There’s a lot to like on Forever, the third album from Vandoliers. They play a hybrid country-punk that’s a bit too upbeat for No Depression and too gritty for traditional country, while pulling influence from a number of Texas musical styles along the way. It’s a six-piece group, complete with guitar, drum, and bass, but also fiddle, brass, and more. Throughout Forever, there are three main, familiar themes at play: being a rebel/outlaw, drifting, and blue collar down-and-out life.
It comes together best for the band in “Troublemaker,” the album’s lead single and the one that got me to dig a little deeper. The song takes the rebel spirit so inherent to country music, but adds a raspy punk vocal and a memorable hook. It burrows in your memory and demands you to sing along, “Troublemaker all of my life,” over the dominant bassline. Another standout is “Nowhere Fast,” which also directs the conversation toward the band’s versatility. This is more of an ‘80s pop-rock number, more Bruce Springsteen than Lucero. The horns give it a dramatic touch and the clean production really emphasizes that element, while the lyrics leans toward cliché at the big moments.
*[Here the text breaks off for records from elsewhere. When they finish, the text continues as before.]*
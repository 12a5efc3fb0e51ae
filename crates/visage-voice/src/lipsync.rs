//! Lip-sync mode - which driver owns the mouth
//!
//! At most one driver is live. Swapping modes drops the old driver's state,
//! so every session starts fresh.

use std::fmt;

use rand::Rng;
use visage_core::MOUTH_CHANNELS;
use visage_rig::ChannelRegistry;

use crate::{DriverStatus, FrequencyDriver, ProceduralConfig, ProceduralDriver, SpectrumSource};

/// Force every lip-sync channel to exactly zero
pub fn close_mouth(registry: &mut ChannelRegistry) {
    for channel in MOUTH_CHANNELS {
        registry.set_everywhere(channel, 0.0);
    }
}

/// Mode tag without the driver state
#[derive(Debug, Clone, Copy, PartialEq, Eq)]
pub enum LipSyncKind {
    Idle,
    FrequencyDriven,
    ProceduralSpeech,
}

/// Active lip-sync driver
#[derive(Default)]
pub enum LipSyncMode {
    /// Nobody writes the mouth
    #[default]
    Idle,
    /// Live audio energy
    FrequencyDriven {
        driver: FrequencyDriver,
        source: Box<dyn SpectrumSource + Send>,
    },
    /// Synthetic speech
    ProceduralSpeech(ProceduralDriver),
}

impl LipSyncMode {
    /// Frequency-driven mode with fresh energy state
    pub fn frequency(source: Box<dyn SpectrumSource + Send>) -> Self {
        LipSyncMode::FrequencyDriven {
            driver: FrequencyDriver::new(),
            source,
        }
    }

    /// Procedural mode with a fresh speech state
    pub fn procedural(config: ProceduralConfig) -> Self {
        LipSyncMode::ProceduralSpeech(ProceduralDriver::new(config))
    }

    pub fn kind(&self) -> LipSyncKind {
        match self {
            LipSyncMode::Idle => LipSyncKind::Idle,
            LipSyncMode::FrequencyDriven { .. } => LipSyncKind::FrequencyDriven,
            LipSyncMode::ProceduralSpeech(_) => LipSyncKind::ProceduralSpeech,
        }
    }

    pub fn is_idle(&self) -> bool {
        matches!(self, LipSyncMode::Idle)
    }

    pub fn is_frequency_driven(&self) -> bool {
        matches!(self, LipSyncMode::FrequencyDriven { .. })
    }

    pub fn is_procedural(&self) -> bool {
        matches!(self, LipSyncMode::ProceduralSpeech(_))
    }

    /// Run the live driver for one tick.
    ///
    /// A detached source ends the frequency session: the mouth closes and
    /// the mode falls back to `Idle`.
    pub fn tick<R: Rng + ?Sized>(
        &mut self,
        registry: &mut ChannelRegistry,
        dt: f32,
        rng: &mut R,
    ) -> DriverStatus {
        let status = match self {
            LipSyncMode::Idle => DriverStatus::Idle,
            LipSyncMode::FrequencyDriven { driver, source } => driver.tick(registry, source.as_mut()),
            LipSyncMode::ProceduralSpeech(driver) => {
                driver.tick(registry, dt, rng);
                DriverStatus::Active
            }
        };

        if status == DriverStatus::Detached {
            tracing::debug!("spectrum source detached, lip sync idle");
            close_mouth(registry);
            *self = LipSyncMode::Idle;
        }
        status
    }

    /// End the current session and close the mouth. Stopping `Idle` writes
    /// nothing. Returns the kind that was stopped.
    pub fn stop(&mut self, registry: &mut ChannelRegistry) -> LipSyncKind {
        let kind = self.kind();
        match self {
            LipSyncMode::Idle => {}
            LipSyncMode::FrequencyDriven { .. } => close_mouth(registry),
            LipSyncMode::ProceduralSpeech(driver) => driver.finish(registry),
        }
        *self = LipSyncMode::Idle;
        kind
    }
}

impl fmt::Debug for LipSyncMode {
    fn fmt(&self, f: &mut fmt::Formatter<'_>) -> fmt::Result {
        match self {
            LipSyncMode::Idle => f.write_str("Idle"),
            LipSyncMode::FrequencyDriven { driver, .. } => f
                .debug_struct("FrequencyDriven")
                .field("energy", &driver.energy())
                .finish_non_exhaustive(),
            LipSyncMode::ProceduralSpeech(driver) => f
                .debug_tuple("ProceduralSpeech")
                .field(&driver.state())
                .finish(),
        }
    }
}

#[cfg(test)]
mod tests {
    use super::*;
    use crate::frequency::{first, mouth_rig};
    use crate::{spectrum_channel, StaticSpectrum};
    use rand::rngs::StdRng;
    use rand::SeedableRng;
    use visage_core::{FRAME_DT, MOUTH_CHANNELS, MOUTH_OPEN};

    #[test]
    fn test_idle_writes_nothing() {
        let mut registry = mouth_rig();
        registry.set_everywhere(MOUTH_OPEN, 0.3);
        let mut mode = LipSyncMode::default();
        let mut rng = StdRng::seed_from_u64(0);

        assert_eq!(mode.tick(&mut registry, FRAME_DT, &mut rng), DriverStatus::Idle);
        assert_eq!(first(&registry, MOUTH_OPEN), 0.3);
    }

    #[test]
    fn test_procedural_stop_zeroes() {
        let mut registry = mouth_rig();
        let mut mode = LipSyncMode::procedural(ProceduralConfig::default());
        let mut rng = StdRng::seed_from_u64(1);

        for _ in 0..30 {
            assert_eq!(mode.tick(&mut registry, FRAME_DT, &mut rng), DriverStatus::Active);
        }
        assert!(first(&registry, MOUTH_OPEN) > 0.0);

        assert_eq!(mode.stop(&mut registry), LipSyncKind::ProceduralSpeech);
        assert!(mode.is_idle());
        for channel in MOUTH_CHANNELS {
            assert!(registry.values(channel).iter().all(|&v| v == 0.0));
        }
        // second stop is a no-op
        assert_eq!(mode.stop(&mut registry), LipSyncKind::Idle);
    }

    #[test]
    fn test_frequency_stop_closes_mouth() {
        let mut registry = mouth_rig();
        let mut mode = LipSyncMode::frequency(Box::new(StaticSpectrum::constant(32, 255)));
        let mut rng = StdRng::seed_from_u64(1);

        for _ in 0..10 {
            mode.tick(&mut registry, FRAME_DT, &mut rng);
        }
        assert!(first(&registry, MOUTH_OPEN) > 0.0);

        assert_eq!(mode.stop(&mut registry), LipSyncKind::FrequencyDriven);
        for channel in MOUTH_CHANNELS {
            assert!(registry.values(channel).iter().all(|&v| v == 0.0));
        }
    }

    #[test]
    fn test_detach_falls_back_to_idle() {
        let mut registry = mouth_rig();
        let (feed, tap) = spectrum_channel();
        let mut mode = LipSyncMode::frequency(Box::new(tap));
        let mut rng = StdRng::seed_from_u64(1);

        feed.publish(&[128; 16]);
        assert_eq!(mode.tick(&mut registry, FRAME_DT, &mut rng), DriverStatus::Active);
        assert!(first(&registry, MOUTH_OPEN) > 0.0);
        drop(feed);
        assert_eq!(mode.tick(&mut registry, FRAME_DT, &mut rng), DriverStatus::Detached);
        assert_eq!(mode.kind(), LipSyncKind::Idle);
        assert_eq!(first(&registry, MOUTH_OPEN), 0.0);
        assert_eq!(mode.tick(&mut registry, FRAME_DT, &mut rng), DriverStatus::Idle);
    }

    #[test]
    fn test_debug_hides_source() {
        let mode = LipSyncMode::frequency(Box::new(StaticSpectrum::default()));
        let text = format!("{mode:?}");
        assert!(text.starts_with("FrequencyDriven"));
        assert!(mode.is_frequency_driven());
    }
}
//! Expression bank - named facial poses
//!
//! A pose only has an opinion about the channels it lists. Channels it does
//! not list are left alone, not pulled to zero.

use std::fmt;
use std::str::FromStr;

use serde::{Deserialize, Serialize};
use visage_core::*;
use visage_rig::ChannelRegistry;

/// Easing rate toward an expression's target weights
pub const ALPHA_EXPR: f32 = 0.1;

/// Named facial expression
#[derive(Debug, Clone, Copy, PartialEq, Eq, Hash, Default, Serialize, Deserialize)]
#[serde(rename_all = "lowercase")]
pub enum Expression {
    #[default]
    Neutral,
    Happy,
    Excited,
    Thinking,
    Friendly,
    Surprised,
}

impl Expression {
    /// Every expression in the bank
    pub const ALL: [Expression; 6] = [
        Expression::Neutral,
        Expression::Happy,
        Expression::Excited,
        Expression::Thinking,
        Expression::Friendly,
        Expression::Surprised,
    ];

    pub fn as_str(self) -> &'static str {
        match self {
            Expression::Neutral => "neutral",
            Expression::Happy => "happy",
            Expression::Excited => "excited",
            Expression::Thinking => "thinking",
            Expression::Friendly => "friendly",
            Expression::Surprised => "surprised",
        }
    }

    /// Target weight per channel at full intensity
    pub fn weights(self) -> &'static [(&'static str, f32)] {
        match self {
            Expression::Neutral => &[
                (MOUTH_SMILE, 0.0),
                (BROW_INNER_UP, 0.0),
                (EYE_WIDE_LEFT, 0.0),
                (EYE_WIDE_RIGHT, 0.0),
            ],
            Expression::Happy => &[
                (MOUTH_SMILE, 0.7),
                (BROW_INNER_UP, 0.3),
                (EYE_SQUINT_LEFT, 0.2),
                (EYE_SQUINT_RIGHT, 0.2),
            ],
            Expression::Excited => &[
                (MOUTH_SMILE, 0.9),
                (BROW_INNER_UP, 0.5),
                (EYE_WIDE_LEFT, 0.4),
                (EYE_WIDE_RIGHT, 0.4),
            ],
            Expression::Thinking => &[
                (MOUTH_SMILE, 0.1),
                (BROW_INNER_UP, 0.4),
                (EYE_SQUINT_LEFT, 0.1),
                (EYE_SQUINT_RIGHT, 0.1),
            ],
            Expression::Friendly => &[
                (MOUTH_SMILE, 0.5),
                (BROW_INNER_UP, 0.2),
                (EYE_WIDE_LEFT, 0.1),
                (EYE_WIDE_RIGHT, 0.1),
            ],
            Expression::Surprised => &[
                (MOUTH_SMILE, 0.2),
                (BROW_INNER_UP, 0.8),
                (EYE_WIDE_LEFT, 0.7),
                (EYE_WIDE_RIGHT, 0.7),
                (MOUTH_OPEN, 0.3),
            ],
        }
    }

    /// Target weight of one channel, if the expression defines it
    pub fn weight(self, channel: &str) -> Option<f32> {
        self.weights()
            .iter()
            .find(|(name, _)| *name == channel)
            .map(|(_, w)| *w)
    }

    /// Whether the pose names any lip-sync channel
    pub fn writes_mouth(self) -> bool {
        self.weights()
            .iter()
            .any(|(name, _)| MOUTH_CHANNELS.contains(name))
    }
}

impl fmt::Display for Expression {
    fn fmt(&self, f: &mut fmt::Formatter<'_>) -> fmt::Result {
        f.write_str(self.as_str())
    }
}

impl FromStr for Expression {
    type Err = VisageError;

    fn from_str(s: &str) -> Result<Self, Self::Err> {
        Expression::ALL
            .iter()
            .copied()
            .find(|e| e.as_str() == s)
            .ok_or_else(|| VisageError::UnknownExpression(s.to_string()))
    }
}

/// Ease every channel of `expression` toward `weight * intensity`, on every
/// mesh that exposes it
pub fn apply(registry: &mut ChannelRegistry, expression: Expression, intensity: f32) {
    for &(channel, weight) in expression.weights() {
        registry.ease_everywhere(channel, weight * intensity, ALPHA_EXPR);
    }
}

/// Name-based variant of [`apply`]. Unknown names are ignored.
pub fn apply_expression(registry: &mut ChannelRegistry, name: &str, intensity: f32) {
    match name.parse::<Expression>() {
        Ok(expression) => apply(registry, expression, intensity),
        Err(_) => tracing::trace!(name, "ignoring unknown expression"),
    }
}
There are other influences too, like the Tejano horns that introduce “All on Black” or “Sixteen Years.” Throughout the record, the horns are used as accents more than being integrated into the melodies. “Shoshone Rose” shows some blues influence, “Cigarettes in the Rain” is a melodramatic ballad, and “Bottom Dollar Boy” embraces blue collar life with some extra country twang.
There are a lot of different sounds here, and Vandoliers excel when they pull them all together at once, as in “Troublemaker.” Maybe it’s a subconscious association (because Rancid titled their most recent album Trouble Maker), but I see a similarity between Vandoliers and Rancid in that both have an uncanny ability to insert a memorably chorus amid different hybrid styles. On a few songs throughout, the horn interludes feel more like distractions than depth.
There are moments of this record I really enjoy, but as a whole the crisp production feels counter to the rough-around-the-edges vocal style. Instead, it highlights the record’s more dramatic elements. While the tone of the songs themselves leans toward common folk, there’s a flair for the dramatic that feels more like it’s pointing a spotlight on a personality than reflecting the voice of the loner in a dark corner of a Texas highway bar.